• [Exercise goal] Go through the data below. Pull out every line that has the word "options".
*** Input for this task ***
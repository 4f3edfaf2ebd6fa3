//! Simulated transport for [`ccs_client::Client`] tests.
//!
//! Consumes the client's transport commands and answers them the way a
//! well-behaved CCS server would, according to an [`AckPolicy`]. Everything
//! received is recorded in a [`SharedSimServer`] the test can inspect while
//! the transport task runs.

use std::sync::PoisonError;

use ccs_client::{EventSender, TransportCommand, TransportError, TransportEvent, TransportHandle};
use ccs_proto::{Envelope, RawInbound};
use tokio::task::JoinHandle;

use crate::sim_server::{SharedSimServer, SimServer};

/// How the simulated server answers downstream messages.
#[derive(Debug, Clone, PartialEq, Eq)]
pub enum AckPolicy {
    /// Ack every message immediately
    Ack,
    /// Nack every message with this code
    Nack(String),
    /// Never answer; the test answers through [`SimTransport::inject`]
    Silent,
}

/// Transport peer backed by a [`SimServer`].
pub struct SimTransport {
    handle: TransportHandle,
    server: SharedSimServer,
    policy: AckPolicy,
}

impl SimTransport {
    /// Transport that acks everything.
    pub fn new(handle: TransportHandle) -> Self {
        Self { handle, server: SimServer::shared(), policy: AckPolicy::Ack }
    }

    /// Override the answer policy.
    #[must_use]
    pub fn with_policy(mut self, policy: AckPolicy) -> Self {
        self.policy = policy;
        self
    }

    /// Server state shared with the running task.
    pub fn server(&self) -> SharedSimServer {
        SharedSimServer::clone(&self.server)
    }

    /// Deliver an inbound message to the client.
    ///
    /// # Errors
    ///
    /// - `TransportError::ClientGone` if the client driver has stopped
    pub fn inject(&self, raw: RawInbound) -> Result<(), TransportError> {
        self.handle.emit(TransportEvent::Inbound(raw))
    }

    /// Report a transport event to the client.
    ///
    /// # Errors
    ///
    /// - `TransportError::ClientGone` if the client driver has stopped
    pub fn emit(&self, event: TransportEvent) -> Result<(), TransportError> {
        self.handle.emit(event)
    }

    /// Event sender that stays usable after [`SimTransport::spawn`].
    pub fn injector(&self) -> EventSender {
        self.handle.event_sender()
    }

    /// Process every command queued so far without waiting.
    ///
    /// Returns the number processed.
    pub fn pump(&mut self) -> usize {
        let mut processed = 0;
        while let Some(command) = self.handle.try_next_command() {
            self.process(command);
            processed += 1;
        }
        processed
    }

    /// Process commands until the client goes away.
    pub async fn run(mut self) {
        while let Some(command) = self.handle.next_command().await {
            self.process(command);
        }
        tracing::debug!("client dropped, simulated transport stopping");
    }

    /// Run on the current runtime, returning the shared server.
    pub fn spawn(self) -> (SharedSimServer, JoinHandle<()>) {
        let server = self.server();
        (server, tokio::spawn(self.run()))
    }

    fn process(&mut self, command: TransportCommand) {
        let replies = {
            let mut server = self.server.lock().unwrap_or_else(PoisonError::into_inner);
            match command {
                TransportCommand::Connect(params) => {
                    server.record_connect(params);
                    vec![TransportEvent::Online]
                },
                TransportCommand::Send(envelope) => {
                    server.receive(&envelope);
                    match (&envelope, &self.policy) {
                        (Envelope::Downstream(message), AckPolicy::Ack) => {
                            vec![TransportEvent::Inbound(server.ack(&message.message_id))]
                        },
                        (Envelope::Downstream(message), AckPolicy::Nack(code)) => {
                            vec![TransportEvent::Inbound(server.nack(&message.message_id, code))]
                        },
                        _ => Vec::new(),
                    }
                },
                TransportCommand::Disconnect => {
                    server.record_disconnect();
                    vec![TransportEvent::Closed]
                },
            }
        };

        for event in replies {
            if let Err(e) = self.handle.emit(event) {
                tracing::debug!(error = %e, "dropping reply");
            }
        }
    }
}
*** End of Input for this task ***
*** Input for this task ***
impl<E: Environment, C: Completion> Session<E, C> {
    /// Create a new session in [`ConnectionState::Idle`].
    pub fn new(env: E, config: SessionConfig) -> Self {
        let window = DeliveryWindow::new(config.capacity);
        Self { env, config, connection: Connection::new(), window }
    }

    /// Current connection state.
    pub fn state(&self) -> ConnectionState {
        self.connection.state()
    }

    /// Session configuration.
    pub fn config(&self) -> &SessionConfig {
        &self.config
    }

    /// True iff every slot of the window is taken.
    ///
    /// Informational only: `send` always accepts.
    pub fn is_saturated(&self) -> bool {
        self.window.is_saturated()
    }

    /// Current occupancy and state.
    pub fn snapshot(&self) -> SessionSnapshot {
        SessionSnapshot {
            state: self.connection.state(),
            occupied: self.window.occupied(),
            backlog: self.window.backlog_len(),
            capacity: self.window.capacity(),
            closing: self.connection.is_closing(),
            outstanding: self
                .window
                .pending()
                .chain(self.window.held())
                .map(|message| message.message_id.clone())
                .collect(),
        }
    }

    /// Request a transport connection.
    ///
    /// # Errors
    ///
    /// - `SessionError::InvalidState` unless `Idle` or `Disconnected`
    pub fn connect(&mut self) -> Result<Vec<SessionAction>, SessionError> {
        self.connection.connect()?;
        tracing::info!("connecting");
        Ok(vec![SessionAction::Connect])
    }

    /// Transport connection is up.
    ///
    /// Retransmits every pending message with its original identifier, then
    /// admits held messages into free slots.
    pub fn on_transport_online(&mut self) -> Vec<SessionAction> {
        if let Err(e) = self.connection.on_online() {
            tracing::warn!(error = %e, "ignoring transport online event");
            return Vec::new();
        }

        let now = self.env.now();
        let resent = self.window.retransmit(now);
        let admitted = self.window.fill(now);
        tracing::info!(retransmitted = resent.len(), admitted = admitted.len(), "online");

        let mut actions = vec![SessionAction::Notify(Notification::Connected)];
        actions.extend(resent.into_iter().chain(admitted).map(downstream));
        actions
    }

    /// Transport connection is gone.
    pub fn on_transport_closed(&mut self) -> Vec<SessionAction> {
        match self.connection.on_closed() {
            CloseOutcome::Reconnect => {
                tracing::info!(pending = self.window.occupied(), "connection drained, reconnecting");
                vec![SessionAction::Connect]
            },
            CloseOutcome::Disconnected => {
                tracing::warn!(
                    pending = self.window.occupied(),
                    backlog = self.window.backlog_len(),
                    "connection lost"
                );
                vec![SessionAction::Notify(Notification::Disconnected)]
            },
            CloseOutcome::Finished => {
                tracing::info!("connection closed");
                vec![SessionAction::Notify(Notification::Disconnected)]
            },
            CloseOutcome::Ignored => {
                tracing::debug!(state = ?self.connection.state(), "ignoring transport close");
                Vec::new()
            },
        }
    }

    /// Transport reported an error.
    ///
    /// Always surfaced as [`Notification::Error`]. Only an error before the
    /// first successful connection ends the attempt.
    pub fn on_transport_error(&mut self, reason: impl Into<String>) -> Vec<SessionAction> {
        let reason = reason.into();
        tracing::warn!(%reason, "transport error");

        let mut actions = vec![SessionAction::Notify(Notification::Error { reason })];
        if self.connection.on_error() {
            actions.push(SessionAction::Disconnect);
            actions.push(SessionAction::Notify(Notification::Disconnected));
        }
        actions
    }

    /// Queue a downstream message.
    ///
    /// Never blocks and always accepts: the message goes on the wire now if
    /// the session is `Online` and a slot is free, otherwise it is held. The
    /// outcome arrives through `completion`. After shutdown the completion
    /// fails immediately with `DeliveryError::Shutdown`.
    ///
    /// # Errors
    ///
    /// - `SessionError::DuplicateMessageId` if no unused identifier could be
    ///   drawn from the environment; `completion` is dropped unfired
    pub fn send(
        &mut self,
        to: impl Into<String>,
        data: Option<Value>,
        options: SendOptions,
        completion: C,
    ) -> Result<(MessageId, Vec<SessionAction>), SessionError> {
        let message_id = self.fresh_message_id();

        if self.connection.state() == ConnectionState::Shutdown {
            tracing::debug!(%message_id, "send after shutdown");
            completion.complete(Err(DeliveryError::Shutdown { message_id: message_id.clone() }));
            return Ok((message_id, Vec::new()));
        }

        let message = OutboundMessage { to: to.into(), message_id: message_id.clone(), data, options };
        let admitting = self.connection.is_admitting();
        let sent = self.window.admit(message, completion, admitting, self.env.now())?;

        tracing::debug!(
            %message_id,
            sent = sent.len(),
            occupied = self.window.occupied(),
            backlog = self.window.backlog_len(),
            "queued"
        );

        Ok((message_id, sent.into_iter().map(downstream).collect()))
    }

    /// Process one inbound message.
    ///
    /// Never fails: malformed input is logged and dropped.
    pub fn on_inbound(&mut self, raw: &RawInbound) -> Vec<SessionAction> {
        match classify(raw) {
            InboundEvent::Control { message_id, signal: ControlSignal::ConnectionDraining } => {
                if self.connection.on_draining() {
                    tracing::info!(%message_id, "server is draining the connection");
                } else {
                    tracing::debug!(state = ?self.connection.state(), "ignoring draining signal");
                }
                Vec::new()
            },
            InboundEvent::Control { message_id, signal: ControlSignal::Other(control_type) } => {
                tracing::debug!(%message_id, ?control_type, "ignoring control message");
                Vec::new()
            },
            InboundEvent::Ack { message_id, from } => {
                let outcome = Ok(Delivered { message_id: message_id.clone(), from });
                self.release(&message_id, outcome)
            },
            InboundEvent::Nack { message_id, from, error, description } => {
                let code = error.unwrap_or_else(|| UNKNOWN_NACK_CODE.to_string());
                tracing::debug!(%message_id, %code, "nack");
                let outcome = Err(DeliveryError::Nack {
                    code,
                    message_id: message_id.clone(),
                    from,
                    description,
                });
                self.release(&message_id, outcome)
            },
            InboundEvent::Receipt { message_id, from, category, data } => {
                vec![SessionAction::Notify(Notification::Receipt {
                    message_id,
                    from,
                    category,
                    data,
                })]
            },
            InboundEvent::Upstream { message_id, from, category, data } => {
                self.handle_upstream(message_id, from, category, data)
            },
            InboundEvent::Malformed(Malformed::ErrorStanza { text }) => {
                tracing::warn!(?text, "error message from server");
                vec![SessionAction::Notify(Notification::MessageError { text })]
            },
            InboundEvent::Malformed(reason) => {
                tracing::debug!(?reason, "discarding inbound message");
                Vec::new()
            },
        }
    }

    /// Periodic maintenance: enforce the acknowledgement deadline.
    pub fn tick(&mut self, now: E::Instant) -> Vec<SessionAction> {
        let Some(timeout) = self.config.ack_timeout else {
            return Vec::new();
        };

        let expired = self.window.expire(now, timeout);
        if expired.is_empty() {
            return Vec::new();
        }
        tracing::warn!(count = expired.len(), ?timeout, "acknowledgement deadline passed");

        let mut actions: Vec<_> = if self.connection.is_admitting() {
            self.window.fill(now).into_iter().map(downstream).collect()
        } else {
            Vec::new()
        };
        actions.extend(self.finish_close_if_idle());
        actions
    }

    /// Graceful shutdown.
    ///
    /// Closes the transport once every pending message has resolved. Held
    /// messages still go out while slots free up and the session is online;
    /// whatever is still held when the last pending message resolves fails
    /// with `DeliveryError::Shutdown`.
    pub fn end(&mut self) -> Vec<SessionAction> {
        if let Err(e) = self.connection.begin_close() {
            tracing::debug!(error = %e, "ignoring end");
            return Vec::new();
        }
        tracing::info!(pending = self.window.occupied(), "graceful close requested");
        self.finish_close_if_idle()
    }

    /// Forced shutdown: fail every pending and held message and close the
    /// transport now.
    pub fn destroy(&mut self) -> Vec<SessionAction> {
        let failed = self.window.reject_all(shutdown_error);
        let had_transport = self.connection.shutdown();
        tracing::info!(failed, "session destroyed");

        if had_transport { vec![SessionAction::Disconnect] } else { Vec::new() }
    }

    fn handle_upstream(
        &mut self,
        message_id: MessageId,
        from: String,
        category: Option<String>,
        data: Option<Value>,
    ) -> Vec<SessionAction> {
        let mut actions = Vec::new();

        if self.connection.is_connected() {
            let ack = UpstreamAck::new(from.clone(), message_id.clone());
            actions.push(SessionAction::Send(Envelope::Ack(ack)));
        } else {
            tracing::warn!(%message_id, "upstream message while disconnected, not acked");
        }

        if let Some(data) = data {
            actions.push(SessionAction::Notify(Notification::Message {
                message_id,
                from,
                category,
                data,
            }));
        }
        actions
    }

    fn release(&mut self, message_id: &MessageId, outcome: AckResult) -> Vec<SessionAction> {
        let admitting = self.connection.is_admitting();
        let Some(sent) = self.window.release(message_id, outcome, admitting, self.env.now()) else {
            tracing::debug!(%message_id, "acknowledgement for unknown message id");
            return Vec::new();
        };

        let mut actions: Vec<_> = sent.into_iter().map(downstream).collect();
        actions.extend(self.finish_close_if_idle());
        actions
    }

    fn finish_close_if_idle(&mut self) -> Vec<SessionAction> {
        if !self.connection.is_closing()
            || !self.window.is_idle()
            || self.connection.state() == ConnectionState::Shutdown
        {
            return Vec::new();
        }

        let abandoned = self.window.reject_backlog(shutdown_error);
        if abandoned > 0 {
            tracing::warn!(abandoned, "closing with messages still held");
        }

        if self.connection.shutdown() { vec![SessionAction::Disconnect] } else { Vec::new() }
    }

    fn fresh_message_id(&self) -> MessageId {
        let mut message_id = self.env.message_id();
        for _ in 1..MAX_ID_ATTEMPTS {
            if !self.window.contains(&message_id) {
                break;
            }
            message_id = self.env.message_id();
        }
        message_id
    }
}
*** End of Input for this task ***
• [Your solution]
        options: SendOptions,
        let message = OutboundMessage { to: to.into(), message_id: message_id.clone(), data, options };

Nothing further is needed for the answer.